Не знаю и не хочу узнавать, на чем основано исключительное значение Маруси на судне, мне-то какое дело! Она не одна тут девица, мало ли их, но почему к ней относятся особенно предупредительно и ее декрет в кают-компании: «Просят головные уборы снимать» — выполняют даже начальники, никогда не снимающие фуражку по той же самой причине, что и Самсон не стриг свои волосы. Не интересовался я узнавать, с кем у Маруси определенный роман, — зачем это нужно? Но маленькие романы в смысле симпатии, душевной беседы у нее беспрерывные, и в этом смысле я тоже и после обеда, и после ужина, и за чаем много с ней беседую. Сегодня она мне призналась, что недовольна своим положением работницы на судне каботажного плавания и собирается поступить в матросы на корабль дальнего плавания. «Теперь женщине это можно, — сказала она. — Что мы тут, каботажники, тремся, как щуки у берега, хочу видеть свет, хочу в дальнее плаванье».

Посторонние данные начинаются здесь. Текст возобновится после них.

//! A once-flag: the first caller runs an initializer and must report
//! success or failure, waking any callers parked behind it either way.
//! Grounded on `Python/lock.c`'s `_PyBeginOnce_slow`/`_PyEndOnce`/
//! `_PyEndOnceFailed`.

use super::atomics::AtomicWord;
use super::parking_lot::{next_token, PARKING_LOT};

const UNLOCKED: usize = 0;
const LOCKED: usize = 1;
const HAS_PARKED: usize = 2;
const INITIALIZED: usize = 4;

pub struct OnceFlag {
    state: AtomicWord,
}

impl OnceFlag {
    pub const fn new() -> Self {
        OnceFlag {
            state: AtomicWord::new(UNLOCKED),
        }
    }

    fn addr(&self) -> usize {
        self as *const _ as usize
    }

    pub fn is_initialized(&self) -> bool {
        self.state.load() & INITIALIZED != 0
    }

    /// Run `init` exactly once across any number of concurrent callers.
    /// `init` returns `Ok(())` on success or `Err(())` to let a later
    /// caller retry initialization.
    pub fn call_once(&self, init: impl FnOnce() -> Result<(), ()>) {
        if self.is_initialized() {
            return;
        }
        if self.begin() {
            match init() {
                Ok(()) => self.end_success(),
                Err(()) => self.end_failure(),
            }
        }
    }

    /// Returns `true` if the caller won the race and must run the
    /// initializer; otherwise blocks until some other thread has finished
    /// (successfully or not) and returns `false`.
    fn begin(&self) -> bool {
        loop {
            let cur = self.state.load();
            if cur & INITIALIZED != 0 {
                return false;
            }
            if cur & LOCKED == 0 {
                if self.state.compare_exchange(cur, cur | LOCKED).is_ok() {
                    return true;
                }
                continue;
            }
            if cur & HAS_PARKED == 0
                && self.state.compare_exchange(cur, cur | HAS_PARKED).is_err()
            {
                continue;
            }
            let token = next_token();
            PARKING_LOT.park(
                self.addr(),
                token,
                || self.state.load() & (LOCKED | INITIALIZED) == (LOCKED | HAS_PARKED),
                None,
            );
            if self.is_initialized() {
                return false;
            }
        }
    }

    fn end_success(&self) {
        let prev = self.state.exchange(INITIALIZED);
        if prev & HAS_PARKED != 0 {
            PARKING_LOT.unpark_all(self.addr());
        }
    }

    fn end_failure(&self) {
        let prev = self.state.exchange(UNLOCKED);
        if prev & HAS_PARKED != 0 {
            PARKING_LOT.unpark_all(self.addr());
        }
    }
}

impl Default for OnceFlag {
    fn default() -> Self {
        Self::new()
    }
}

unsafe impl Sync for OnceFlag {}

#[cfg(test)]
mod tests {
    use super::*;
    use std::sync::atomic::{AtomicUsize, Ordering};
    use std::sync::Arc;
    use std::thread;

    #[test]
    fn init_runs_exactly_once() {
        let once = Arc::new(OnceFlag::new());
        let runs = Arc::new(AtomicUsize::new(0));
        let mut handles = vec![];
        for _ in 0..8 {
            let once = once.clone();
            let runs = runs.clone();
            handles.push(thread::spawn(move || {
                once.call_once(|| {
                    runs.fetch_add(1, Ordering::SeqCst);
                    Ok(())
                });
            }));
        }
        for h in handles {
            h.join().unwrap();
        }
        assert_eq!(runs.load(Ordering::SeqCst), 1);
        assert!(once.is_initialized());
    }

    #[test]
    fn failed_init_allows_retry() {
        let once = OnceFlag::new();
        let mut attempt = 0;
        once.call_once(|| {
            attempt += 1;
            Err(())
        });
        assert!(!once.is_initialized());
        once.call_once(|| {
            attempt += 1;
            Ok(())
        });
        assert!(once.is_initialized());
        assert_eq!(attempt, 2);
    }
}
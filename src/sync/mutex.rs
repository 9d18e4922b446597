//! A data-carrying mutex built on [`RawMutex`], for general-purpose use by
//! code that is not on the collector's hot lock path (spec §4.B: "same
//! shape but waits via parking lot; used by general code").

use std::cell::UnsafeCell;
use std::ops::{Deref, DerefMut};

use super::raw_mutex::RawMutex;

pub struct Mutex<T> {
    raw: RawMutex,
    data: UnsafeCell<T>,
}

unsafe impl<T: Send> Send for Mutex<T> {}
unsafe impl<T: Send> Sync for Mutex<T> {}

impl<T> Mutex<T> {
    pub const fn new(value: T) -> Self {
        Mutex {
            raw: RawMutex::new(),
            data: UnsafeCell::new(value),
        }
    }

    pub fn lock(&self) -> MutexGuard<'_, T> {
        self.raw.lock();
        MutexGuard { mutex: self }
    }

    pub fn try_lock(&self) -> Option<MutexGuard<'_, T>> {
        if self.raw.try_lock() {
            Some(MutexGuard { mutex: self })
        } else {
            None
        }
    }
}

pub struct MutexGuard<'a, T> {
    mutex: &'a Mutex<T>,
}

impl<'a, T> Deref for MutexGuard<'a, T> {
    type Target = T;
    fn deref(&self) -> &T {
        unsafe { &*self.mutex.data.get() }
    }
}

impl<'a, T> DerefMut for MutexGuard<'a, T> {
    fn deref_mut(&mut self) -> &mut T {
        unsafe { &mut *self.mutex.data.get() }
    }
}

impl<'a, T> Drop for MutexGuard<'a, T> {
    fn drop(&mut self) {
        self.mutex.raw.unlock();
    }
}

#[cfg(test)]
mod tests {
    use super::*;
    use std::sync::Arc;
    use std::thread;

    #[test]
    fn guards_serialize_access() {
        let mutex = Arc::new(Mutex::new(0usize));
        let mut handles = vec![];
        for _ in 0..8 {
            let mutex = mutex.clone();
            handles.push(thread::spawn(move || {
                for _ in 0..500 {
                    *mutex.lock() += 1;
                }
            }));
        }
        for h in handles {
            h.join().unwrap();
        }
        assert_eq!(*mutex.lock(), 4000);
    }
}
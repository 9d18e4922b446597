//! Per-thread segregated heaps and the abandoned-segment lists left behind
//! by exited threads. The allocator that actually backs these pages is an
//! external collaborator (spec §1 Non-goals); this registry is the
//! interface the heap walker needs from it: bins of pages of in-use blocks,
//! grouped per owning thread, plus the two abandoned lists `gcmodule.c`'s
//! `visit_heap` consults for threads that have already exited.

use std::collections::HashMap;
use std::ptr::NonNull;
use std::sync::atomic::{AtomicBool, Ordering};
use std::sync::{Arc, Mutex};

use crate::object::GcHeader;

const PAGE_CAPACITY: usize = 256;

/// One allocator page: a bounded run of in-use blocks. Real pages also hold
/// free blocks; only in-use ones are tracked here since only those can carry
/// a live `GcHeader`.
#[derive(Default)]
pub struct Page {
    blocks: Vec<NonNull<GcHeader>>,
}

/// A size-class bin: an ordered list of pages, matching the per-size-class
/// segregation mimalloc-style allocators use.
#[derive(Default)]
pub struct Bin {
    pages: Vec<Page>,
}

impl Bin {
    fn push(&mut self, ptr: NonNull<GcHeader>) {
        if self
            .pages
            .last()
            .map(|p| p.blocks.len() >= PAGE_CAPACITY)
            .unwrap_or(true)
        {
            self.pages.push(Page::default());
        }
        self.pages.last_mut().unwrap().blocks.push(ptr);
    }

    fn remove(&mut self, ptr: NonNull<GcHeader>) -> bool {
        for page in &mut self.pages {
            if let Some(pos) = page.blocks.iter().position(|b| *b == ptr) {
                page.blocks.swap_remove(pos);
                return true;
            }
        }
        false
    }
}

/// One thread's GC-tagged heap: a handful of bins, plus the `visited` bit
/// the heap-walk uses to avoid double-traversing a heap that appears in
/// both the live-thread pass and an abandoned-list pass during the window
/// where a thread is exiting.
pub struct ThreadHeap {
    bins: Mutex<Vec<Bin>>,
    visited: AtomicBool,
}

impl ThreadHeap {
    fn new() -> Self {
        ThreadHeap {
            bins: Mutex::new(Vec::new()),
            visited: AtomicBool::new(false),
        }
    }

    fn track(&self, bin_index: usize, ptr: NonNull<GcHeader>) {
        let mut bins = self.bins.lock().unwrap();
        if bins.len() <= bin_index {
            bins.resize_with(bin_index + 1, Bin::default);
        }
        bins[bin_index].push(ptr);
    }

    fn untrack(&self, ptr: NonNull<GcHeader>) {
        let mut bins = self.bins.lock().unwrap();
        for bin in bins.iter_mut() {
            if bin.remove(ptr) {
                return;
            }
        }
    }

    pub(crate) fn for_each_block(&self, mut f: impl FnMut(NonNull<GcHeader>)) {
        let bins = self.bins.lock().unwrap();
        for bin in bins.iter() {
            for page in &bin.pages {
                for &ptr in &page.blocks {
                    f(ptr);
                }
            }
        }
    }

    pub(crate) fn mark_visited(&self) -> bool {
        !self.visited.swap(true, Ordering::AcqRel)
    }

    pub(crate) fn clear_visited(&self) {
        self.visited.store(false, Ordering::Release);
    }
}

/// Registry of every tracked thread heap plus the abandoned segment lists.
/// Mirrors `gcmodule.c`'s global thread list guarded by `HEAD_LOCK` and its
/// `abandoned`/`abandoned_visited` mimalloc segment lists.
pub struct HeapRegistry {
    threads: Mutex<HashMap<usize, Arc<ThreadHeap>>>,
    abandoned: Mutex<Vec<Arc<ThreadHeap>>>,
    abandoned_visited: Mutex<Vec<Arc<ThreadHeap>>>,
}

impl HeapRegistry {
    pub fn new() -> Self {
        HeapRegistry {
            threads: Mutex::new(HashMap::new()),
            abandoned: Mutex::new(Vec::new()),
            abandoned_visited: Mutex::new(Vec::new()),
        }
    }

    pub fn register_thread(&self, tid: usize) {
        self.threads
            .lock()
            .unwrap()
            .entry(tid)
            .or_insert_with(|| Arc::new(ThreadHeap::new()));
    }

    /// A thread has exited: its heap's blocks may still be referenced by
    /// other threads' objects, so move it to the abandoned list instead of
    /// dropping it.
    pub fn abandon_thread(&self, tid: usize) {
        if let Some(heap) = self.threads.lock().unwrap().remove(&tid) {
            heap.clear_visited();
            self.abandoned.lock().unwrap().push(heap);
        }
    }

    pub fn track(&self, tid: usize, bin_index: usize, ptr: NonNull<GcHeader>) {
        self.threads
            .lock()
            .unwrap()
            .get(&tid)
            .expect("track() on an unregistered thread")
            .track(bin_index, ptr);
    }

    pub fn untrack(&self, tid: usize, ptr: NonNull<GcHeader>) {
        if let Some(heap) = self.threads.lock().unwrap().get(&tid) {
            heap.untrack(ptr);
        }
    }

    pub(crate) fn live_heaps(&self) -> Vec<Arc<ThreadHeap>> {
        self.threads.lock().unwrap().values().cloned().collect()
    }

    pub(crate) fn abandoned_heaps(&self) -> Vec<Arc<ThreadHeap>> {
        self.abandoned.lock().unwrap().clone()
    }

    pub(crate) fn abandoned_visited_heaps(&self) -> Vec<Arc<ThreadHeap>> {
        self.abandoned_visited.lock().unwrap().clone()
    }

    /// After a full abandoned-list pass, everything visited moves to the
    /// abandoned-visited list so the next collection's first pass does not
    /// re-walk it needlessly before it clears its `visited` bit again.
    pub(crate) fn rotate_abandoned(&self) {
        let mut abandoned = self.abandoned.lock().unwrap();
        let mut visited = self.abandoned_visited.lock().unwrap();
        visited.append(&mut abandoned);
    }
}

impl Default for HeapRegistry {
    fn default() -> Self {
        Self::new()
    }
}
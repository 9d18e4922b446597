//! A built-in logger, enabled by the default Cargo feature
//! `builtin_env_logger`. Initialized once from [`crate::new_collector`]
//! so a binding gets useful log output with zero configuration; a binding
//! that wants its own logging integration disables the feature and
//! registers its own implementation with the `log` crate instead.

pub(crate) fn try_init() {
    cfg_if::cfg_if! {
        if #[cfg(feature = "builtin_env_logger")] {
            let result = env_logger::try_init_from_env(
                env_logger::Env::default().filter_or(env_logger::DEFAULT_FILTER_ENV, "info"),
            );
            match result {
                Ok(()) => log::debug!("initialized the logger."),
                Err(e) => log::debug!("failed to initialize the built-in env_logger: {e}"),
            }
        } else {
            log::debug!("didn't initialize the built-in env_logger; the Cargo feature \"builtin_env_logger\" is not enabled.");
        }
    }
}
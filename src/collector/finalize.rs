//! Legacy (`tp_del`) finalizers, `tp_finalize`, and the final
//! clear-or-publish step that actually breaks a dead cycle. Grounded on
//! `gcmodule.c`'s `move_legacy_finalizers`/`finalize_garbage`/
//! `delete_garbage`/`handle_legacy_finalizers`, with the ready-queue shape
//! borrowed from `util/finalizable_processor.rs`'s `ready_for_finalize`.

use std::panic::{catch_unwind, AssertUnwindSafe};
use std::ptr::NonNull;
use std::sync::Mutex;

use crate::error::report_unraisable;
use crate::object::{GcHeader, GcObject, VisitKind};

use super::lists::GcList;

/// Move every object in `unreachable` whose type has a legacy `tp_del` to
/// `finalizers`, then transitively everything reachable from it, clearing
/// `UNREACHABLE` as each moves. Spec §4.G step 8.
pub fn move_legacy_finalizers(unreachable: &GcList, finalizers: &GcList) {
    let mut queue: Vec<NonNull<GcHeader>> = unreachable
        .snapshot()
        .into_iter()
        .filter(|&ptr| unsafe { GcObject::from_header(ptr).as_ref() }.vtable.has_legacy_finalizer())
        .collect();

    while let Some(ptr) = queue.pop() {
        let header = unsafe { ptr.as_ref() };
        if !header.is_unreachable() {
            continue;
        }
        GcList::unlink(ptr);
        header.clear_unreachable();
        finalizers.push_back(ptr);

        let obj = unsafe { GcObject::from_header(ptr).as_ref() };
        let mut visit = |succ: NonNull<GcHeader>, kind: VisitKind| {
            if kind == VisitKind::Reachable && unsafe { succ.as_ref() }.is_unreachable() {
                queue.push(succ);
            }
        };
        (obj.vtable.traverse)(ptr, VisitKind::Reachable, &mut visit);
    }
}

/// Run `tp_finalize` once per object in `final_unreachable`, latching
/// `FINALIZED` first so a resurrecting finalizer can never cause it to run
/// twice, in this collection or any later one. Spec §4.G step 13,
/// testable property 4.
pub fn finalize_garbage(final_unreachable: &GcList) {
    for ptr in final_unreachable.snapshot() {
        let header = unsafe { ptr.as_ref() };
        if header.is_finalized() {
            continue;
        }
        let obj = unsafe { GcObject::from_header(ptr).as_ref() };
        if let Some(finalize) = obj.vtable.finalize {
            header.set_finalized();
            if catch_unwind(AssertUnwindSafe(|| finalize(ptr))).is_err() {
                report_unraisable("tp_finalize");
            }
        }
    }
}

/// Break every cycle in `final_unreachable` by calling `tp_clear`, unless
/// `DEBUG_SAVEALL` is set, in which case objects are published to `garbage`
/// untouched instead. Spec §4.G step 16.
pub fn delete_garbage(final_unreachable: &GcList, save_all: bool, garbage: &Mutex<Vec<NonNull<GcHeader>>>) {
    for ptr in final_unreachable.drain() {
        if save_all {
            garbage.lock().unwrap().push(ptr);
            continue;
        }
        let obj = unsafe { GcObject::from_header(ptr).as_ref() };
        if let Some(clear) = obj.vtable.clear {
            if catch_unwind(AssertUnwindSafe(|| clear(ptr))).is_err() {
                report_unraisable("tp_clear");
            }
        }
        unsafe { ptr.as_ref() }.clear_collection_bits();
    }
}

/// Publish every object with a legacy finalizer that survived collection
/// into `gc.garbage`, visible to user code. Spec §4.G step 17.
pub fn publish_legacy_finalizers(finalizers: &GcList, garbage: &Mutex<Vec<NonNull<GcHeader>>>) {
    let mut garbage = garbage.lock().unwrap();
    for ptr in finalizers.drain() {
        unsafe { ptr.as_ref() }.clear_collection_bits();
        garbage.push(ptr);
    }
}

#[cfg(test)]
mod tests {
    use super::*;
    use crate::object::traceable::Vtable;

    static LEGACY_VTABLE: Vtable = Vtable {
        traverse: |_, _, _| {},
        clear: None,
        finalize: None,
        legacy_del: Some(|_| {}),
        refcount: |_| 1,
        incref_merge: |_| {},
        decref: |_| {},
        name: "legacy",
    };

    static CLEAR_CALLS: std::sync::atomic::AtomicUsize = std::sync::atomic::AtomicUsize::new(0);

    static PLAIN_VTABLE: Vtable = Vtable {
        traverse: |_, _, _| {},
        clear: Some(|_| {
            CLEAR_CALLS.fetch_add(1, std::sync::atomic::Ordering::SeqCst);
        }),
        finalize: None,
        legacy_del: None,
        refcount: |_| 1,
        incref_merge: |_| {},
        decref: |_| {},
        name: "plain",
    };

    #[test]
    fn legacy_finalizer_objects_are_published_to_garbage() {
        let obj = Box::new(GcObject::new(&LEGACY_VTABLE));
        let ptr = NonNull::from(&obj.header);
        ptr_ref(ptr).set_unreachable();

        let unreachable = GcList::new();
        unreachable.push_back(ptr);
        let finalizers = GcList::new();
        move_legacy_finalizers(&unreachable, &finalizers);

        assert!(unreachable.is_empty());
        assert_eq!(finalizers.snapshot(), vec![ptr]);
        assert!(!ptr_ref(ptr).is_unreachable());

        let garbage = Mutex::new(Vec::new());
        publish_legacy_finalizers(&finalizers, &garbage);
        assert_eq!(garbage.lock().unwrap().len(), 1);
    }

    #[test]
    fn delete_garbage_calls_tp_clear_once() {
        let obj = Box::new(GcObject::new(&PLAIN_VTABLE));
        let ptr = NonNull::from(&obj.header);
        let final_unreachable = GcList::new();
        final_unreachable.push_back(ptr);
        let garbage = Mutex::new(Vec::new());
        let before = CLEAR_CALLS.load(std::sync::atomic::Ordering::SeqCst);
        delete_garbage(&final_unreachable, false, &garbage);
        assert!(garbage.lock().unwrap().is_empty());
        assert_eq!(
            CLEAR_CALLS.load(std::sync::atomic::Ordering::SeqCst) - before,
            1
        );
        assert!(!ptr_ref(ptr).is_unreachable());
    }

    fn ptr_ref<'a>(ptr: NonNull<GcHeader>) -> &'a GcHeader {
        unsafe { &*ptr.as_ptr() }
    }
}
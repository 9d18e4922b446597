//! Weak reference detachment and callback queueing, the STW half of spec
//! §4.G step 9, and the callback-running half of step 12. Grounded on
//! `gcmodule.c`'s `clear_weakrefs`/`call_weakref_callbacks` and, for the
//! ambient registry shape, on `util/reference_processor.rs`'s
//! `ReferenceProcessor` (`add_candidate`/`scan`/`process_reference`).

use std::collections::HashMap;
use std::panic::{catch_unwind, AssertUnwindSafe};
use std::ptr::NonNull;
use std::sync::{Arc, Mutex};

use crate::error::report_unraisable;
use crate::object::GcHeader;

use super::lists::GcList;

/// A single weak reference control block. Once its target is collected the
/// reference observes `target() == None` forever; a weakref created with a
/// callback has that callback invoked exactly once, with the world running
/// again, never observing the dying object itself.
pub struct WeakRef {
    target: Mutex<Option<NonNull<GcHeader>>>,
    callback: Mutex<Option<Box<dyn FnMut() + Send>>>,
}

// `target` is a bare pointer tracked only for identity comparison and
// cleared under the registry's lock before the pointee can be freed.
unsafe impl Send for WeakRef {}
unsafe impl Sync for WeakRef {}

impl WeakRef {
    pub fn target(&self) -> Option<NonNull<GcHeader>> {
        *self.target.lock().unwrap()
    }

    fn detach(&self) -> bool {
        self.target.lock().unwrap().take().is_some()
    }

    fn has_callback(&self) -> bool {
        self.callback.lock().unwrap().is_some()
    }

    fn run_callback(&self) {
        let cb = self.callback.lock().unwrap().take();
        if let Some(mut cb) = cb {
            if catch_unwind(AssertUnwindSafe(|| cb())).is_err() {
                report_unraisable("weakref callback");
            }
        }
    }
}

/// Maps a target object to the weakrefs pointing at it, so the collector
/// can find every weakref that must be detached when the target dies
/// without every object needing its own weakref list field.
pub struct WeakRefRegistry {
    by_target: Mutex<HashMap<usize, Vec<Arc<WeakRef>>>>,
}

impl WeakRefRegistry {
    pub fn new() -> Self {
        WeakRefRegistry {
            by_target: Mutex::new(HashMap::new()),
        }
    }

    pub fn register(
        &self,
        target: NonNull<GcHeader>,
        callback: Option<Box<dyn FnMut() + Send>>,
    ) -> Arc<WeakRef> {
        let wr = Arc::new(WeakRef {
            target: Mutex::new(Some(target)),
            callback: Mutex::new(callback),
        });
        self.by_target
            .lock()
            .unwrap()
            .entry(target.as_ptr() as usize)
            .or_default()
            .push(wr.clone());
        wr
    }

    fn take_for(&self, target: NonNull<GcHeader>) -> Vec<Arc<WeakRef>> {
        self.by_target
            .lock()
            .unwrap()
            .remove(&(target.as_ptr() as usize))
            .unwrap_or_default()
    }
}

impl Default for WeakRefRegistry {
    fn default() -> Self {
        Self::new()
    }
}

/// For every object in `unreachable`, detach every weakref that targets it
/// (spec §4.G step 9: "Detach any weakref whose target is in unreachable").
/// Weakrefs that carry a callback are collected into the returned list to
/// be invoked later, once the world has restarted — callbacks must never
/// run while mutators are stopped, and must never observe the dying target
/// itself (spec testable property 5).
pub fn clear_weakrefs(unreachable: &GcList, registry: &WeakRefRegistry) -> Vec<Arc<WeakRef>> {
    let mut to_call = Vec::new();
    for ptr in unreachable.snapshot() {
        for wr in registry.take_for(ptr) {
            if wr.detach() && wr.has_callback() {
                to_call.push(wr);
            }
        }
    }
    to_call
}

/// Run every queued weakref callback with the world live. Spec §4.G step
/// 12: exceptions become unraisable and do not stop later callbacks from
/// running.
pub fn call_weakref_callbacks(callbacks: Vec<Arc<WeakRef>>) {
    for wr in callbacks {
        wr.run_callback();
    }
}

#[cfg(test)]
mod tests {
    use super::*;
    use crate::object::traceable::{GcObject, Vtable};
    use std::sync::atomic::{AtomicBool, Ordering};

    static EMPTY_VTABLE: Vtable = Vtable {
        traverse: |_, _, _| {},
        clear: None,
        finalize: None,
        legacy_del: None,
        refcount: |_| 1,
        incref_merge: |_| {},
        decref: |_| {},
        name: "test",
    };

    #[test]
    fn callback_sees_none_target_exactly_once() {
        let obj = Box::new(GcObject::new(&EMPTY_VTABLE));
        let ptr = NonNull::from(&obj.header);
        let registry = WeakRefRegistry::new();
        let fired = Arc::new(AtomicBool::new(false));
        let wr = {
            let fired = fired.clone();
            registry.register(
                ptr,
                Some(Box::new(move || {
                    fired.store(true, Ordering::SeqCst);
                })),
            )
        };

        let unreachable = GcList::new();
        unreachable.push_back(ptr);
        let to_call = clear_weakrefs(&unreachable, &registry);

        assert!(wr.target().is_none());
        assert_eq!(to_call.len(), 1);
        call_weakref_callbacks(to_call);
        assert!(fired.load(Ordering::SeqCst));
    }

    #[test]
    fn panicking_callback_is_reported_not_propagated() {
        let obj = Box::new(GcObject::new(&EMPTY_VTABLE));
        let ptr = NonNull::from(&obj.header);
        let registry = WeakRefRegistry::new();
        registry.register(ptr, Some(Box::new(|| panic!("boom"))));
        let unreachable = GcList::new();
        unreachable.push_back(ptr);
        let to_call = clear_weakrefs(&unreachable, &registry);
        call_weakref_callbacks(to_call);
    }
}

Весь день этот мы плыли в густом тумане, и только звук сирены да жуткий звон морских колоколов время от времени напоминали нам, что проходим между опасными скалами, рифами, всевозможными Сциллами и Харибдами, этой злой судьбой всех каботажников. К вечеру же вдруг, как это постоянно бывает на Дальнем Востоке, все туманы унесло, и открылось совершенно безоблачное небо, направо самые фантастичные нагромождения скал, налево сиял в вечерних лучах весь океан. Зная, что капитан после напряженной работы в тумане всегда отдыхает у себя на верхней палубе и охотно беседует, я отправился к нему, и когда разговор о ветре, о тумане, о лаге, на который навертывается морская капуста и обманывает в счете, исчерпался, я, желая перейти на какую-нибудь общую тему, сказал ему о Марусе, что она собирается плыть матросом вокруг света. Капитан вдруг почему-то умолк.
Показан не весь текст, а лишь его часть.